Show each line of the records below where the word "clone" occurs.

-- Opening Marker --

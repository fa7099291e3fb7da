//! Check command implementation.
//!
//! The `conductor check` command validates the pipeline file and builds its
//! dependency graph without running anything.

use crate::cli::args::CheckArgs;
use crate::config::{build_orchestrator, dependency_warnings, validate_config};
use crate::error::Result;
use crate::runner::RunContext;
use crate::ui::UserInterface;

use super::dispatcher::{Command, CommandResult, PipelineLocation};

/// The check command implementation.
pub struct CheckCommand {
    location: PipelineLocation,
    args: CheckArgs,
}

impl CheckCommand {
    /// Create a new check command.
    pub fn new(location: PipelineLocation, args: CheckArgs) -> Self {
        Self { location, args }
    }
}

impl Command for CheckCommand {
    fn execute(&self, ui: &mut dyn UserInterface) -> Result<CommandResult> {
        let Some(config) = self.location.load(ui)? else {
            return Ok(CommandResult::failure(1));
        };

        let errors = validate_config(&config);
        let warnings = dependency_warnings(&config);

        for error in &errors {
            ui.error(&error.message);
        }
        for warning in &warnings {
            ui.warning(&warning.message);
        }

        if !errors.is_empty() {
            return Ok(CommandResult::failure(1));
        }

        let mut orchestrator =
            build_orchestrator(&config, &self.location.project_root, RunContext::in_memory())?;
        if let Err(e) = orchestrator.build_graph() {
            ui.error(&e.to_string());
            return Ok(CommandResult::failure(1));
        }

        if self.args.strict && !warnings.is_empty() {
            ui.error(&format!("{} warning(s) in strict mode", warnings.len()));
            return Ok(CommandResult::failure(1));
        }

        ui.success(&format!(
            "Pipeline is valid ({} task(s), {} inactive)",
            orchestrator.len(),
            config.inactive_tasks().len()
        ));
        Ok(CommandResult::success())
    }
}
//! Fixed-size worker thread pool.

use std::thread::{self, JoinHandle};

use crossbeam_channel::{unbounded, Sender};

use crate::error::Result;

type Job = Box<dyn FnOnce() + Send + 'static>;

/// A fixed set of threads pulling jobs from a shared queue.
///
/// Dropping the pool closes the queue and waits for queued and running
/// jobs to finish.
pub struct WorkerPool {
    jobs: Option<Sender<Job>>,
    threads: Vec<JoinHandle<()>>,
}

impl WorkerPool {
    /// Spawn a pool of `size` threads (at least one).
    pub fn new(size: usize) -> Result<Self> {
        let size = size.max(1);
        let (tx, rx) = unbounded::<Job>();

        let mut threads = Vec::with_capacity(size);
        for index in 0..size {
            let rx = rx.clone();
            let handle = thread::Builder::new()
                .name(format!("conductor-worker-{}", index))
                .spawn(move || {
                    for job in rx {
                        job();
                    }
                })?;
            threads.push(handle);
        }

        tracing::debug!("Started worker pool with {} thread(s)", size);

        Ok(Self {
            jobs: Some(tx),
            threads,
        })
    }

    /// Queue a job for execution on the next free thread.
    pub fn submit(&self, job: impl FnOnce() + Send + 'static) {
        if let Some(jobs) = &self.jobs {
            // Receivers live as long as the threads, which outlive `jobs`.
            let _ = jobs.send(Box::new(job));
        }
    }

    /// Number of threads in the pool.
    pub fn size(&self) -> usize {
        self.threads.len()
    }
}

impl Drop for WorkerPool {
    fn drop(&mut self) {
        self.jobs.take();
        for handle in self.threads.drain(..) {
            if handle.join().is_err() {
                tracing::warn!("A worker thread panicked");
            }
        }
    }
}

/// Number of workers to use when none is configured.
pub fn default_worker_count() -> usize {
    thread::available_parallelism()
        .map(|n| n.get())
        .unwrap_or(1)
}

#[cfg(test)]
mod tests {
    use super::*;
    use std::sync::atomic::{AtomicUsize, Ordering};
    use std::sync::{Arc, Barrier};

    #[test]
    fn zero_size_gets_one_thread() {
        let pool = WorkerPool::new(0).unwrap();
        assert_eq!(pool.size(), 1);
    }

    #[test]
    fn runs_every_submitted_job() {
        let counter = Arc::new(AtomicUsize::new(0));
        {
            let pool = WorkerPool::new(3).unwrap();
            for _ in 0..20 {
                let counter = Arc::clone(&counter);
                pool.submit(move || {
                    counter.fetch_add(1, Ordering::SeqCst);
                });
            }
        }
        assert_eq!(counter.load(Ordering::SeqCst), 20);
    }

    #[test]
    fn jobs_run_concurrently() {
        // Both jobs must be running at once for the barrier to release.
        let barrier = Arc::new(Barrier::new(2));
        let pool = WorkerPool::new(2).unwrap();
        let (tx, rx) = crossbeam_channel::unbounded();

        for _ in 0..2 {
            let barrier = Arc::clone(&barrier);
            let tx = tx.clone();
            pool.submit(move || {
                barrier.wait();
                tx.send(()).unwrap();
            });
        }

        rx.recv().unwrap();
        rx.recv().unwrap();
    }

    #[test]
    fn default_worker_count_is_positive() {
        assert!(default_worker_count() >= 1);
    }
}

-- Closing Marker --

> OUTPUT OF THE TASK:
            let rx = rx.clone();
                let counter = Arc::clone(&counter);
            let barrier = Arc::clone(&barrier);
            let tx = tx.clone();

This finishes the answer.